ROANOKE TIMES 
                      Copyright (c) 1997, Roanoke Times

DATE: Tuesday, March 18, 1997                TAG: 9703180072
SECTION: NATIONAL/INTERNATIONAL   PAGE: A4   EDITION: METRO 
DATELINE: ANAHEIM, CALIF. 
SOURCE: LOS ANGELES TIMES


NEW DRUG CUTS HEART ATTACKS ANTI-CLOTTING AGENT WORKS LIKE SNAKE VENOM

The new drug, tirofiban, is effective in patients with so-called unstable angina, the most common cause of hospital admissions.

A new anti-clotting agent modeled after a snake venom could prevent as many as 40,000 heart attacks and 10,000 deaths each year if it were used routinely, researchers reported Monday.

The new drug, tirofiban, reduces heart attacks and deaths by half in patients with so-called unstable angina, the most common cause of hospital admissions in the United States, physicians told a meeting of the American College of Cardiology in Anaheim. Such patients come to emergency rooms with all the symptoms of a heart attack, but their coronary vessels are not completely clogged and they do not require clot-busting drugs such as tPA.

Untreated, many of these people would have heart attacks. With the best available blood thinning therapy now - aspirin and heparin - nearly one in 10 has a heart attack during their hospital stay.

Administration of the new drug, along with aspirin and heparin, prevents the clot from growing any larger, reducing the risk of heart attack and giving physicians time to decide if angioplasty or bypass surgery is necessary.

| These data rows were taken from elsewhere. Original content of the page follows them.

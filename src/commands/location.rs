//! 主目录与备份位置管理命令

use super::require_dir;
use crate::config::{BackupDestination, BackupSettings};
use crate::core::collision;
use crate::AppState;
use std::path::Path;

fn save(settings: &BackupSettings, state: &AppState) -> Result<(), String> {
    settings
        .save(&state.config_dir)
        .map_err(|e| format!("保存配置失败: {}", e))
}

fn check_locations(master: &str, locations: &[BackupDestination]) -> Result<(), String> {
    let paths: Vec<&str> = locations.iter().map(|l| l.path.as_str()).collect();
    collision::validate(Path::new(master), &paths).map_err(|e| e.to_string())
}

/// 设置主目录（会用现有备份位置重新校验）
pub fn set_master(path: String, state: &AppState) -> Result<BackupSettings, String> {
    require_dir("主目录", Path::new(&path))?;

    let mut settings = BackupSettings::load(&state.config_dir);
    check_locations(&path, &settings.backup_locations)?;

    settings.master_folder = Some(path);
    save(&settings, state)?;
    Ok(settings)
}

/// 添加备份位置：先把新位置放进候选列表整体校验，通过后才保存
pub fn add_location(
    path: String,
    encrypt: bool,
    state: &AppState,
) -> Result<BackupSettings, String> {
    require_dir("备份位置", Path::new(&path))?;

    let mut settings = BackupSettings::load(&state.config_dir);
    let master = settings
        .master_folder
        .clone()
        .ok_or_else(|| "请先设置主目录".to_string())?;

    let mut candidate = settings.backup_locations.clone();
    candidate.push(BackupDestination::new(path, encrypt));
    check_locations(&master, &candidate)?;

    settings.backup_locations = candidate;
    save(&settings, state)?;
    Ok(settings)
}

/// 移除备份位置（不会删除备份位置中的文件）
pub fn remove_location(path: String, state: &AppState) -> Result<BackupSettings, String> {
    let mut settings = BackupSettings::load(&state.config_dir);

    let before = settings.backup_locations.len();
    settings.backup_locations.retain(|l| l.path != path);
    if settings.backup_locations.len() == before {
        return Err(format!("备份位置不存在: {}", path));
    }

    save(&settings, state)?;
    Ok(settings)
}

pub fn list_locations(state: &AppState) -> Result<BackupSettings, String> {
    Ok(BackupSettings::load(&state.config_dir))
}

#[cfg(test)]
mod tests {
    use super::*;
    use std::fs;

    fn path_string(path: &Path) -> String {
        path.to_string_lossy().into_owned()
    }

    #[tokio::test]
    async fn test_location_lifecycle() {
        let data = tempfile::tempdir().unwrap();
        let master = tempfile::tempdir().unwrap();
        let backup = tempfile::tempdir().unwrap();
        let state = AppState::open(data.path().to_path_buf()).await.unwrap();

        assert!(add_location(path_string(backup.path()), false, &state).is_err());

        set_master(path_string(master.path()), &state).unwrap();
        let settings = add_location(path_string(backup.path()), true, &state).unwrap();
        assert_eq!(settings.backup_locations.len(), 1);
        assert!(settings.backup_locations[0].encrypt_files);

        // 重复添加被拒绝，配置保持不变
        assert!(add_location(path_string(backup.path()), false, &state).is_err());
        assert_eq!(list_locations(&state).unwrap().backup_locations.len(), 1);

        let settings = remove_location(path_string(backup.path()), &state).unwrap();
        assert!(settings.backup_locations.is_empty());
        assert!(remove_location(path_string(backup.path()), &state).is_err());
    }

    #[tokio::test]
    async fn test_location_inside_master_is_rejected() {
        let data = tempfile::tempdir().unwrap();
        let master = tempfile::tempdir().unwrap();
        let inner = master.path().join("inner");
        fs::create_dir(&inner).unwrap();
        let state = AppState::open(data.path().to_path_buf()).await.unwrap();

        set_master(path_string(master.path()), &state).unwrap();
        assert!(add_location(path_string(&inner), false, &state).is_err());
        assert!(list_locations(&state).unwrap().backup_locations.is_empty());
    }
}
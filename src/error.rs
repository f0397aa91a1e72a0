//! 错误类型
//!
//! 每一类失败对应一个独立变体，携带足够的上下文（路径、字节数、差异数量），
//! 调用方无需查看日志即可处理。

use std::io;
use std::path::PathBuf;
use thiserror::Error;

const MB: u64 = 1024 * 1024;

/// 备份流程中的所有错误
#[derive(Debug, Error)]
pub enum BackupError {
    /// 主目录或备份目录为空、不存在或不是目录
    #[error("{name} 路径无效: {path:?} ({reason})")]
    InvalidPath {
        name: &'static str,
        path: PathBuf,
        reason: String,
    },

    #[error(transparent)]
    DiskSpace(#[from] NotEnoughDiskSpace),

    /// 复制、删除、创建等文件系统操作失败
    #[error("{operation} 失败: {path:?}: {source}")]
    Io {
        operation: &'static str,
        path: PathBuf,
        #[source]
        source: io::Error,
    },

    #[error(transparent)]
    Collision(#[from] CollisionError),

    #[error(transparent)]
    Mismatch(#[from] FolderMismatch),

    /// 镜像在目录层级之间被取消，目标目录处于部分同步状态
    #[error("镜像已取消，目标目录未完成同步: {path:?}")]
    Cancelled { path: PathBuf },

    /// 后台工作线程异常退出
    #[error("后台任务失败: {0}")]
    Task(#[from] tokio::task::JoinError),

    #[error(transparent)]
    Ledger(#[from] anyhow::Error),
}

impl BackupError {
    pub fn io(operation: &'static str, path: impl Into<PathBuf>, source: io::Error) -> Self {
        Self::Io {
            operation,
            path: path.into(),
            source,
        }
    }

    pub fn invalid_path(
        name: &'static str,
        path: impl Into<PathBuf>,
        reason: impl Into<String>,
    ) -> Self {
        Self::InvalidPath {
            name,
            path: path.into(),
            reason: reason.into(),
        }
    }
}

/// 备份卷剩余空间不足
#[derive(Debug, Clone, Error)]
#[error(
    "备份位置 {path:?} 所在磁盘空间不足: 需要 {} MB ({required} 字节), 可用 {} MB ({available} 字节)",
    .required / MB,
    .available / MB
)]
pub struct NotEnoughDiskSpace {
    pub path: PathBuf,
    pub required: u64,
    pub available: u64,
}

/// 镜像完成后文件数或目录数与主目录不一致
#[derive(Debug, Clone, Error)]
#[error(
    "备份校验失败 {path:?}: 文件数相差 {file_mismatch_count}, 目录数相差 {directory_mismatch_count}"
)]
pub struct FolderMismatch {
    pub path: PathBuf,
    pub file_mismatch_count: u64,
    pub directory_mismatch_count: u64,
}

/// 主目录与备份目录的路径冲突
#[derive(Debug, Clone, PartialEq, Eq, Error)]
pub enum CollisionError {
    #[error("路径无法解析: {path:?} ({reason})")]
    Unresolvable { path: PathBuf, reason: String },

    #[error("存在重复的备份位置: {path:?}，每个备份位置必须唯一")]
    DuplicateBackup { path: PathBuf },

    #[error("备份位置与主目录相同: {path:?}")]
    SameAsMaster { path: PathBuf },

    #[error("备份位置 {path:?} 位于主目录 {master:?} 内部，会导致递归复制")]
    InsideMaster { path: PathBuf, master: PathBuf },

    #[error("主目录 {master:?} 位于备份位置 {path:?} 内部，镜像会删除主目录")]
    MasterInsideBackup { path: PathBuf, master: PathBuf },

    #[error("备份位置 {inner:?} 嵌套在另一个备份位置 {outer:?} 内部")]
    NestedBackups { outer: PathBuf, inner: PathBuf },
}

#[cfg(test)]
mod tests {
    use super::*;

    #[test]
    fn test_disk_space_message_keeps_exact_bytes() {
        let err = NotEnoughDiskSpace {
            path: PathBuf::from("/mnt/usb"),
            required: 4096,
            available: 1000,
        };
        let message = err.to_string();
        assert!(message.contains("需要 0 MB (4096 字节)"), "{message}");
        assert!(message.contains("可用 0 MB (1000 字节)"), "{message}");
    }
}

``This is a breakthrough study,'' said Dr. Vernon Anderson of the University of Texas in Houston. ``To reduce deaths by 50 percent is very dramatic. This drug gives us a great opportunity to make meaningful reductions in the number of heart attack deaths.''

Tirofiban ``really opens up the treatment of unstable angina,'' added Dr. Eugene Braunwald of Brigham and Women's Hospital in Boston. ``It's a real advance.''

Representatives of Merck & Co., which manufactures the drug under the trade name Aggrastat, said the company plans to apply to the Food and Drug Administration later this year for permission to market the drug.

Most heart attacks and deaths in the 1.25 million Americans who suffer unstable angina each year occur when blood platelets aggregate into a clot in a blood vessel leading to the heart, impeding blood flow or completely blocking it. Researchers know of at least 90 different biological pathways through which clots can build up. Aspirin, one of the most effective clot-preventers, blocks only one of those 90 pathways and heparin is little better.

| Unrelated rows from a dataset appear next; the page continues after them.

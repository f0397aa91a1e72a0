//! 浅层校验：分别统计两个目录树下的文件数与目录数并比较
//!
//! 只比较数量，不比较内容，也不确认同名文件是否一致。

use crate::core::fs_helper::{classify, EntryKind};
use crate::error::BackupError;
use serde::Serialize;
use std::path::{Path, PathBuf};
use tracing::debug;
use walkdir::WalkDir;

/// 数量比较结果
#[derive(Debug, Clone, Copy, Default, PartialEq, Eq, Serialize)]
#[serde(rename_all = "camelCase")]
pub struct FolderComparisonResult {
    pub file_mismatch_count: u64,
    pub directory_mismatch_count: u64,
}

impl FolderComparisonResult {
    pub fn new(file_mismatch_count: u64, directory_mismatch_count: u64) -> Self {
        Self {
            file_mismatch_count,
            directory_mismatch_count,
        }
    }

    pub fn has_mismatch(&self) -> bool {
        self.file_mismatch_count > 0 || self.directory_mismatch_count > 0
    }
}

/// 递归统计某一类目录项的数量（不含根目录本身）
fn count_entries(root: &Path, kind: EntryKind) -> Result<u64, BackupError> {
    let mut count = 0u64;
    for entry in WalkDir::new(root).follow_links(false).min_depth(1) {
        let entry = entry.map_err(|e| BackupError::io("统计目录", root, e.into()))?;
        if classify(entry.path(), entry.file_type()) == Some(kind) {
            count += 1;
        }
    }
    Ok(count)
}

fn count_both(master: &Path, backup: &Path, kind: EntryKind) -> Result<(u64, u64), BackupError> {
    Ok((count_entries(master, kind)?, count_entries(backup, kind)?))
}

/// 比较两个目录树的文件数和目录数；文件统计与目录统计并行执行
pub async fn compare_counts(
    master: &Path,
    backup: &Path,
) -> Result<FolderComparisonResult, BackupError> {
    let spawn_count = |kind: EntryKind| {
        let master: PathBuf = master.to_path_buf();
        let backup: PathBuf = backup.to_path_buf();
        tokio::task::spawn_blocking(move || count_both(&master, &backup, kind))
    };

    let file_task = spawn_count(EntryKind::File);
    let dir_task = spawn_count(EntryKind::Dir);

    let (files, dirs) = tokio::try_join!(file_task, dir_task)?;
    let (master_files, backup_files) = files?;
    let (master_dirs, backup_dirs) = dirs?;

    debug!(
        "数量比较: 文件 {}/{}, 目录 {}/{}",
        master_files, backup_files, master_dirs, backup_dirs
    );

    Ok(FolderComparisonResult::new(
        master_files.abs_diff(backup_files),
        master_dirs.abs_diff(backup_dirs),
    ))
}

Looking for better agents, researchers turned to snake venom. When they bite, poisonous snakes inject a very effective anti-clotting agent that allows their venom to spread throughout the victim's body. Tirofiban, Sax said, is a ``designer molecule'' that incorporates some of the best features of snake venom, while eliminating those that cause adverse effects. It blocks all 90 pathways to clotting, he added.

In the first of the two studies reported Monday, 773 patients received heparin and tirofiban and 797 received heparin. All received aspirin.

Compared to those who received heparin, patients who received tirofiban and heparin had a 47 percent lower risk of heart attack in the seven days after they were admitted to the hospital, according to Dr. Pierre Theroux of the Montreal Heart Institute, who led the study. Their combined risk of heart attack and death was 44 percent lower after a week.